Patients without information on estimated exposure and presumed farmers were excluded only for logistic regression analyses with livestock exposure variables. EHRs, Electronic health records; IBD, Inflammatory bowel disease; NIVEL PCD, Netherlands Institute for Health Services Research Primary Care Database.
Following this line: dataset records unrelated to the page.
#![deny(clippy::all)]

use std::env;
use std::path::{Path, PathBuf};
use std::sync::{PoisonError, RwLock};

use mend_engine::{Engine, EngineConfig, TransformRequest};
use napi::{Error, Result, Status};
use napi_derive::napi;
use serde::Serialize;

fn failure(message: impl std::fmt::Display) -> Error {
    Error::new(Status::GenericFailure, message.to_string())
}

fn to_json<T: Serialize>(value: &T) -> Result<String> {
    serde_json::to_string(value).map_err(failure)
}

/// One engine per instance. Requests and results cross the boundary as the
/// engine's camelCase JSON documents.
#[napi]
pub struct Mend {
    engine: RwLock<Option<Engine>>,
}

#[napi]
impl Mend {
    /// Opens with `configPath`, or `mend.config.json` in the working directory.
    #[napi(constructor)]
    pub fn new(config_path: Option<String>) -> Result<Self> {
        let cwd = env::current_dir().map_err(failure)?;
        let config = match config_path {
            Some(path) => {
                let path = cwd.join(path);
                let mut config = EngineConfig::load(&path)
                    .map_err(|e| failure(format!("failed to load {}: {:#}", path.display(), e)))?;
                if config.project_root.is_none() {
                    config.project_root = path.parent().map(Path::to_path_buf);
                }
                config
            }
            None => EngineConfig::discover(&cwd).map_err(|e| failure(format!("{:#}", e)))?,
        };
        let engine = Engine::open(config).map_err(failure)?;
        Ok(Mend {
            engine: RwLock::new(Some(engine)),
        })
    }

    /// `requestJson` is a serialized transform request; returns the response
    /// document. Failures inside the pipeline are reported in the response,
    /// not thrown.
    #[napi]
    pub fn transform(&self, request_json: String) -> Result<String> {
        let request: TransformRequest = serde_json::from_str(&request_json)
            .map_err(|e| Error::new(Status::InvalidArg, format!("invalid request: {}", e)))?;
        let guard = self.engine.read().unwrap_or_else(PoisonError::into_inner);
        let engine = guard.as_ref().ok_or_else(|| failure("engine is closed"))?;
        to_json(&engine.transform(&request))
    }

    #[napi]
    pub fn list_backups(&self, file_path: String) -> Result<String> {
        let guard = self.engine.read().unwrap_or_else(PoisonError::into_inner);
        let engine = guard.as_ref().ok_or_else(|| failure("engine is closed"))?;
        let backups = engine
            .backups()
            .list_backups(&PathBuf::from(file_path))
            .map_err(failure)?;
        to_json(&backups)
    }

    /// Returns the restored path.
    #[napi]
    pub fn restore_backup(&self, backup_path: String, target: Option<String>) -> Result<String> {
        let guard = self.engine.read().unwrap_or_else(PoisonError::into_inner);
        let engine = guard.as_ref().ok_or_else(|| failure("engine is closed"))?;
        let restored = engine
            .backups()
            .restore_from_backup(Path::new(&backup_path), target.as_deref().map(Path::new))
            .map_err(failure)?;
        Ok(restored.to_string_lossy().into_owned())
    }

    /// Saves learned rules. Later calls on this instance fail.
    #[napi]
    pub fn close(&self) -> Result<String> {
        let engine = self
            .engine
            .write()
            .unwrap_or_else(PoisonError::into_inner)
            .take()
            .ok_or_else(|| failure("engine is closed"))?;
        to_json(&engine.close().map_err(failure)?)
    }
}

#[napi]
pub fn version() -> String {
    mend_engine::version().to_string()
}
//! Include / exclude gating
//!
//! Patterns are anchored against the path relative to the project root, with
//! `/` separators. `*` and `?` never cross a separator; `**` spans any number
//! of directories. A pattern without a `/` also matches the bare file name.

use std::path::{Component, Path, PathBuf};

use glob::{MatchOptions, Pattern};

use crate::error::{EngineError, Result};

const MATCH_OPTIONS: MatchOptions = MatchOptions {
    case_sensitive: true,
    require_literal_separator: true,
    require_literal_leading_dot: false,
};

#[derive(Debug, Clone)]
pub struct FileFilter {
    root: PathBuf,
    include: Vec<Pattern>,
    exclude: Vec<Pattern>,
}

impl FileFilter {
    pub fn new(root: impl Into<PathBuf>, include: &[String], exclude: &[String]) -> Result<Self> {
        Ok(Self {
            root: root.into(),
            include: compile(include)?,
            exclude: compile(exclude)?,
        })
    }

    /// A filter that admits everything.
    pub fn permissive(root: impl Into<PathBuf>) -> Self {
        Self {
            root: root.into(),
            include: Vec::new(),
            exclude: Vec::new(),
        }
    }

    pub fn is_excluded(&self, path: &Path) -> bool {
        let relative = self.relative(path);
        self.exclude.iter().any(|p| matches(p, &relative))
    }

    pub fn is_included(&self, path: &Path) -> bool {
        if self.include.is_empty() {
            return true;
        }
        let relative = self.relative(path);
        self.include.iter().any(|p| matches(p, &relative))
    }

    /// Whether the surrounding system may touch `path`.
    pub fn allows(&self, path: &Path) -> bool {
        !self.is_excluded(path) && self.is_included(path)
    }

    /// Files under `dir` that the filter allows, in path order.
    pub fn discover(&self, dir: &Path) -> Vec<PathBuf> {
        let pattern = dir.join("**").join("*");
        let mut files: Vec<PathBuf> = match glob::glob(&pattern.to_string_lossy()) {
            Ok(paths) => paths
                .filter_map(|entry| entry.ok())
                .filter(|path| path.is_file() && self.allows(path))
                .collect(),
            Err(e) => {
                tracing::warn!("invalid discovery pattern for {}: {}", dir.display(), e);
                Vec::new()
            }
        };
        files.sort();
        files
    }

    fn relative(&self, path: &Path) -> String {
        let relative = if path.is_absolute() {
            path.strip_prefix(&self.root).unwrap_or(path)
        } else {
            path
        };
        relative
            .components()
            .filter_map(|c| match c {
                Component::Normal(part) => Some(part.to_string_lossy().into_owned()),
                _ => None,
            })
            .collect::<Vec<_>>()
            .join("/")
    }
}

fn compile(patterns: &[String]) -> Result<Vec<Pattern>> {
    patterns
        .iter()
        .map(|p| {
            Pattern::new(p).map_err(|e| EngineError::Config(format!("glob '{}': {}", p, e)))
        })
        .collect()
}

fn matches(pattern: &Pattern, relative: &str) -> bool {
    if pattern.matches_with(relative, MATCH_OPTIONS) {
        return true;
    }
    if !pattern.as_str().contains('/') {
        if let Some(name) = relative.rsplit('/').next() {
            return pattern.matches_with(name, MATCH_OPTIONS);
        }
    }
    false
}
//! Shape helpers shared by the visitors.

use oxc_ast::ast::{
    Argument, CallExpression, Expression, ImportDeclarationSpecifier, JSXAttributeItem,
    JSXAttributeName, JSXElementName, JSXOpeningElement, Program, Statement,
};
use oxc_span::{GetSpan, Span};
use oxc_syntax::operator::{BinaryOperator, LogicalOperator, UnaryOperator};

use crate::api::Location;

/// Byte offset to 1-based line / column.
#[derive(Debug, Clone)]
pub struct LineIndex {
    starts: Vec<u32>,
}

impl LineIndex {
    pub fn new(text: &str) -> Self {
        let mut starts = vec![0];
        starts.extend(
            text.bytes()
                .enumerate()
                .filter(|(_, b)| *b == b'\n')
                .map(|(i, _)| i as u32 + 1),
        );
        Self { starts }
    }

    pub fn location(&self, text: &str, offset: u32) -> Location {
        let line = match self.starts.binary_search(&offset) {
            Ok(i) => i,
            Err(i) => i - 1,
        };
        let start = self.starts[line] as usize;
        let end = (offset as usize).min(text.len());
        let column = text.get(start..end).map_or(0, |s| s.chars().count());
        Location {
            line: line as u32 + 1,
            column: column as u32 + 1,
        }
    }
}

pub fn slice(text: &str, span: Span) -> &str {
    text.get(span.start as usize..span.end as usize).unwrap_or("")
}

pub fn line_start(text: &str, offset: u32) -> u32 {
    text[..offset as usize].rfind('\n').map_or(0, |i| i as u32 + 1)
}

/// Leading whitespace of the line containing `offset`.
pub fn line_indent(text: &str, offset: u32) -> &str {
    let start = line_start(text, offset) as usize;
    let rest = &text[start..];
    let width = rest.len() - rest.trim_start_matches([' ', '\t']).len();
    &rest[..width]
}

/// Range that removes a statement. A statement alone on its line takes the
/// whole line with it.
pub fn removal_range(text: &str, span: Span) -> Span {
    let start = line_start(text, span.start);
    let before = &text[start as usize..span.start as usize];
    let after_end = text[span.end as usize..]
        .find('\n')
        .map_or(text.len(), |i| span.end as usize + i);
    let after = &text[span.end as usize..after_end];

    if before.trim().is_empty() && after.trim().is_empty() {
        let end = if after_end < text.len() { after_end + 1 } else { after_end };
        Span::new(start, end as u32)
    } else {
        let trailing = after.len() - after.trim_start_matches([' ', '\t']).len();
        Span::new(span.start, span.end + trailing as u32)
    }
}

pub fn strip_parens<'n, 'a>(mut expr: &'n Expression<'a>) -> &'n Expression<'a> {
    while let Expression::ParenthesizedExpression(p) = expr {
        expr = &p.expression;
    }
    expr
}

pub fn identifier_name<'n>(expr: &'n Expression<'_>) -> Option<&'n str> {
    match strip_parens(expr) {
        Expression::Identifier(id) => Some(id.name.as_str()),
        _ => None,
    }
}

pub fn string_value<'n>(expr: &'n Expression<'_>) -> Option<&'n str> {
    match strip_parens(expr) {
        Expression::StringLiteral(s) => Some(s.value.as_str()),
        _ => None,
    }
}

/// `a.b.c` for identifier / static member chains.
pub fn dotted_name(expr: &Expression<'_>) -> Option<String> {
    match strip_parens(expr) {
        Expression::Identifier(id) => Some(id.name.to_string()),
        Expression::StaticMemberExpression(m) => {
            dotted_name(&m.object).map(|object| format!("{}.{}", object, m.property.name))
        }
        _ => None,
    }
}

pub fn callee_name(call: &CallExpression<'_>) -> Option<String> {
    dotted_name(&call.callee)
}

pub fn is_effect_hook(call: &CallExpression<'_>) -> bool {
    matches!(
        callee_name(call).as_deref(),
        Some("useEffect" | "useLayoutEffect" | "React.useEffect" | "React.useLayoutEffect")
    )
}

pub fn argument_expression<'n, 'a>(args: &'n [Argument<'a>], index: usize) -> Option<&'n Expression<'a>> {
    args.get(index).and_then(|a| a.as_expression())
}

/// `typeof root` as an operand.
fn is_typeof_of(expr: &Expression<'_>, root: &str) -> bool {
    match strip_parens(expr) {
        Expression::UnaryExpression(u) => {
            u.operator == UnaryOperator::Typeof && identifier_name(&u.argument) == Some(root)
        }
        _ => false,
    }
}

fn compares_typeof_undefined(expr: &Expression<'_>, root: &str, operators: &[BinaryOperator]) -> bool {
    match strip_parens(expr) {
        Expression::BinaryExpression(b) if operators.contains(&b.operator) => {
            (is_typeof_of(&b.left, root) && string_value(&b.right) == Some("undefined"))
                || (is_typeof_of(&b.right, root) && string_value(&b.left) == Some("undefined"))
        }
        _ => false,
    }
}

/// True when `test` being truthy implies `root` is defined.
pub fn tests_defined(test: &Expression<'_>, root: &str) -> bool {
    match strip_parens(test) {
        Expression::LogicalExpression(l) if l.operator == LogicalOperator::And => {
            tests_defined(&l.left, root) || tests_defined(&l.right, root)
        }
        other => compares_typeof_undefined(
            other,
            root,
            &[BinaryOperator::StrictInequality, BinaryOperator::Inequality],
        ),
    }
}

/// True when `test` being falsy implies `root` is defined.
pub fn tests_undefined(test: &Expression<'_>, root: &str) -> bool {
    match strip_parens(test) {
        Expression::LogicalExpression(l) if l.operator == LogicalOperator::Or => {
            tests_undefined(&l.left, root) || tests_undefined(&l.right, root)
        }
        other => compares_typeof_undefined(
            other,
            root,
            &[BinaryOperator::StrictEquality, BinaryOperator::Equality],
        ),
    }
}

/// `if (typeof root === "undefined") return;` (or throw), braced or not.
pub fn is_early_exit_guard(stmt: &Statement<'_>, root: &str) -> bool {
    let Statement::IfStatement(s) = stmt else {
        return false;
    };
    if s.alternate.is_some() || !tests_undefined(&s.test, root) {
        return false;
    }
    let exits = |st: &Statement<'_>| {
        matches!(st, Statement::ReturnStatement(_) | Statement::ThrowStatement(_))
    };
    match &s.consequent {
        Statement::BlockStatement(b) => b.body.last().is_some_and(exits),
        other => exits(other),
    }
}

pub fn element_name<'n>(name: &'n JSXElementName<'_>) -> Option<&'n str> {
    match name {
        JSXElementName::Identifier(id) => Some(id.name.as_str()),
        JSXElementName::IdentifierReference(id) => Some(id.name.as_str()),
        _ => None,
    }
}

pub fn attribute_name<'n>(item: &'n JSXAttributeItem<'_>) -> Option<&'n str> {
    match item {
        JSXAttributeItem::Attribute(attr) => match &attr.name {
            JSXAttributeName::Identifier(id) => Some(id.name.as_str()),
            JSXAttributeName::NamespacedName(_) => None,
        },
        JSXAttributeItem::SpreadAttribute(_) => None,
    }
}

pub fn has_attribute(opening: &JSXOpeningElement<'_>, name: &str) -> bool {
    opening
        .attributes
        .iter()
        .any(|item| attribute_name(item) == Some(name))
}

pub fn has_spread_attribute(opening: &JSXOpeningElement<'_>) -> bool {
    opening
        .attributes
        .iter()
        .any(|item| matches!(item, JSXAttributeItem::SpreadAttribute(_)))
}

/// Offset right after the hashbang line and the directive prologue.
pub fn prologue_end(program: &Program<'_>, text: &str) -> u32 {
    if let Some(last) = program.directives.last() {
        return line_end_after(text, last.span.end);
    }
    match &program.hashbang {
        Some(hashbang) => line_end_after(text, hashbang.span.end),
        None => 0,
    }
}

/// Offset right after the last top-level import, or the prologue end.
pub fn imports_end(program: &Program<'_>, text: &str) -> u32 {
    program
        .body
        .iter()
        .filter(|s| matches!(s, Statement::ImportDeclaration(_)))
        .map(|s| line_end_after(text, s.span().end))
        .max()
        .unwrap_or_else(|| prologue_end(program, text))
}

/// Offset after the newline that ends the line containing `offset`.
pub fn line_end_after(text: &str, offset: u32) -> u32 {
    text[offset as usize..]
        .find('\n')
        .map_or(text.len() as u32, |i| offset + i as u32 + 1)
}

/// Local binding names introduced by top-level imports.
pub fn imported_locals<'n>(program: &'n Program<'_>) -> Vec<&'n str> {
    let mut names = Vec::new();
    for stmt in &program.body {
        if let Statement::ImportDeclaration(decl) = stmt {
            if let Some(specifiers) = &decl.specifiers {
                for spec in specifiers {
                    names.push(specifier_local(spec));
                }
            }
        }
    }
    names
}

pub fn specifier_local<'n>(spec: &'n ImportDeclarationSpecifier<'_>) -> &'n str {
    match spec {
        ImportDeclarationSpecifier::ImportSpecifier(s) => s.local.name.as_str(),
        ImportDeclarationSpecifier::ImportDefaultSpecifier(s) => s.local.name.as_str(),
        ImportDeclarationSpecifier::ImportNamespaceSpecifier(s) => s.local.name.as_str(),
    }
}

/// Quote character used by a string literal's source text.
pub fn quote_of(raw: &str) -> char {
    match raw.chars().next() {
        Some('\'') => '\'',
        _ => '"',
    }
}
https://doi.org/10.1371/journal.pone.0195305.g001

Association between morbidity in the reporting year and three previous years to the diagnosis and incident IBD

In general, morbidity in the reporting year and three previous years to the diagnosis was positively associated with the development of IBD (Table 2). Irrespective of the area, experiencing acute somatic symptoms of the GI-tract was positively associated with the development of IBD [OR: 3.0 (95%CI: 1.6–5.7) in the exposed area and OR: 4.7 (95%CI: 2.1–10) in the reference area]. This was likewise for patients with chronic/long-term diseases of the GI-tract [OR: 1.9 (95%CI: 1.1–3.2) and OR: 3.4 (95%CI: 2.0–5.8), respectively, Table 2]. A history of autoimmune diseases in the reporting year and three previous years to the diagnosis was positively associated with the development of IBD, but only in the exposed area [OR: 3.1 (95%CI: 1.7–5.7)]. Nonetheless, this association was not statistically different between the areas (p for interaction = 0.25). In contrast, residents with infections of the GI-tract in the reference area were more at risk for development of IBD than those in the exposed area (p for interaction = 0.01, Table 2).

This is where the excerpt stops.